Cómo los puntos de partida desiguales moldean las redes sociales
Los autores se centran en la marginación estructural, una situación en la que ciertos grupos son gradualmente empujados hacia los márgenes de las redes sociales, limitando su acceso a información, apoyo y oportunidades. Señalan ejemplos reales: familias minoritarias en el Reino Unido que están menos conectadas a servicios locales de vivienda y, por tanto, afrontan mayores riesgos de desahucio, o jóvenes cuya falta de financiación educativa temprana les cierra el paso a universidades y círculos profesionales de élite. En lugar de mirar solo desigualdades evidentes como ingresos o financiación, el estudio se fija en cómo estas diferencias interactúan con las formas básicas en que las personas establecen lazos: la preferencia por quienes son similares o la atracción hacia quienes ya están bien conectados.
Un modelo simple de grupos, recursos y elección
Para explorar estas fuerzas, los autores construyen un modelo computacional de una red social creciente con dos grupos: una mayoría numérica y una minoría más pequeña. A cada individuo se le asigna una cantidad inicial de “aptitud” (fitness), que representa sus recursos u oportunidades—cosas como educación, dinero o apoyo institucional. Las personas tienen mayor probabilidad de conectarse con quienes ya tienen muchas conexiones (una tendencia de “los ricos se enriquecen”), y un parámetro ajustable controla si prefieren vincularse con semejantes (homofilia) o con diferentes (heterofilia). De manera crucial, los dos grupos pueden comenzar con niveles medios de recursos distintos, lo que permite a los investigadores examinar cómo incluso brechas modestas en oportunidades remodelan la red con el tiempo.

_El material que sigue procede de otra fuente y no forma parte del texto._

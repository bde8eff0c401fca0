//! Output formatting for the CLI
//!
//! Responses are rendered as a colored table, JSON or YAML.

use clap::ValueEnum;
use colored::Colorize;
use production_runs_client::contracts::STATUS_IN_PROGRESS;
use production_runs_client::{ProductionRun, RawResponse};
use std::fmt::Write;
use std::io;

use super::CliError;

/// Output format options for CLI results
#[derive(Copy, Clone, PartialEq, Eq, PartialOrd, Ord, ValueEnum, Debug, Default)]
pub enum OutputFormat {
    /// Human-readable table format with colors
    #[default]
    Table,
    /// JSON format for machine processing
    Json,
    /// YAML format
    Yaml,
}

/// Whether a response carries the whole collection or a single record
#[derive(Copy, Clone, PartialEq, Eq, Debug)]
pub enum Shape {
    Collection,
    Record,
}

/// Render a successful response in the requested format
///
/// JSON output is the body exactly as received. Table and YAML output fall
/// back to the raw body when it does not decode.
pub fn format_response(
    response: &RawResponse,
    format: OutputFormat,
    shape: Shape,
) -> Result<String, CliError> {
    let rendered = match format {
        OutputFormat::Json => response.text(),
        OutputFormat::Yaml => match response.json::<serde_json::Value>() {
            Ok(value) => {
                serde_yaml::to_string(&value).map_err(|e| CliError::Output(e.to_string()))?
            }
            Err(_) => response.text(),
        },
        OutputFormat::Table => {
            let runs = match shape {
                Shape::Collection => response.json::<Vec<ProductionRun>>(),
                Shape::Record => response.json::<ProductionRun>().map(|run| vec![run]),
            };
            match runs {
                Ok(runs) => format_table(&runs),
                Err(e) => {
                    tracing::debug!(error = %e, "Body is not a production run table, printing raw");
                    response.text()
                }
            }
        }
    };
    Ok(rendered)
}

/// Write a rendered response followed by a newline
pub fn write_response(
    out: &mut impl io::Write,
    response: &RawResponse,
    format: OutputFormat,
    shape: Shape,
) -> Result<(), CliError> {
    let rendered = format_response(response, format, shape)?;
    out.write_all(format!("{}\n", rendered.trim_end()).as_bytes())
        .map_err(|e| CliError::Output(e.to_string()))
}

const COLUMN_WIDTHS: [usize; 4] = [10, 16, 16, 8];

/// Render runs as a table
pub fn format_table(runs: &[ProductionRun]) -> String {
    let mut out = String::new();

    if runs.is_empty() {
        writeln!(out, "{}", "No production runs".dimmed()).ok();
        return out;
    }

    let header = format!(
        "{:<w0$} {:<w1$} {:<w2$} {:>w3$}  {}",
        "ID",
        "RUN CODE",
        "PRODUCT",
        "VOLUME",
        "STATUS",
        w0 = COLUMN_WIDTHS[0],
        w1 = COLUMN_WIDTHS[1],
        w2 = COLUMN_WIDTHS[2],
        w3 = COLUMN_WIDTHS[3],
    );
    writeln!(out, "{}", header.cyan().bold()).ok();
    writeln!(out, "{}", "-".repeat(66)).ok();

    for run in runs {
        let status = run.status.as_deref().unwrap_or("-");
        writeln!(
            out,
            "{:<w0$} {:<w1$} {:<w2$} {:>w3$}  {}",
            run.id_string().unwrap_or_else(|| "-".to_string()),
            run.run_code.as_deref().unwrap_or("-"),
            run.product_code.as_deref().unwrap_or("-"),
            run.volume.map(|v| v.to_string()).unwrap_or_else(|| "-".to_string()),
            colorize_status(status),
            w0 = COLUMN_WIDTHS[0],
            w1 = COLUMN_WIDTHS[1],
            w2 = COLUMN_WIDTHS[2],
            w3 = COLUMN_WIDTHS[3],
        )
        .ok();
    }

    writeln!(out).ok();
    writeln!(out, "{} run(s)", runs.len().to_string().dimmed()).ok();
    out
}

fn colorize_status(status: &str) -> String {
    match status {
        STATUS_IN_PROGRESS => status.yellow().to_string(),
        "Complete" | "Completed" | "Done" => status.green().to_string(),
        "Cancelled" | "Canceled" | "Failed" => status.red().to_string(),
        _ => status.to_string(),
    }
}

Qué ocurre con el poder de conexión
El estudio rastrea cuántos enlaces acumula cada persona—un indicador de capital social—y compara a la mayoría y la minoría. Cuando la minoría está mejor apalancada en recursos, puede funcionar como una pequeña pero poderosa élite, atrayendo muchos vínculos independientemente de las preferencias de mezcla. Cuando los recursos son iguales, que la minoría salga beneficiada o no depende principalmente de cuánto prefieran las personas contactos similares o distintos. Pero cuando la mayoría posee más recursos—un patrón común en el mundo real—la minoría casi siempre termina con conexiones menos numerosas y más débiles, incluso si busca activamente contactos de la mayoría. Aumentar la proporción de la minoría en la población o ajustar quién prefiere a quién puede reducir, pero nunca cerrar, esta brecha mientras persista el desequilibrio de recursos. 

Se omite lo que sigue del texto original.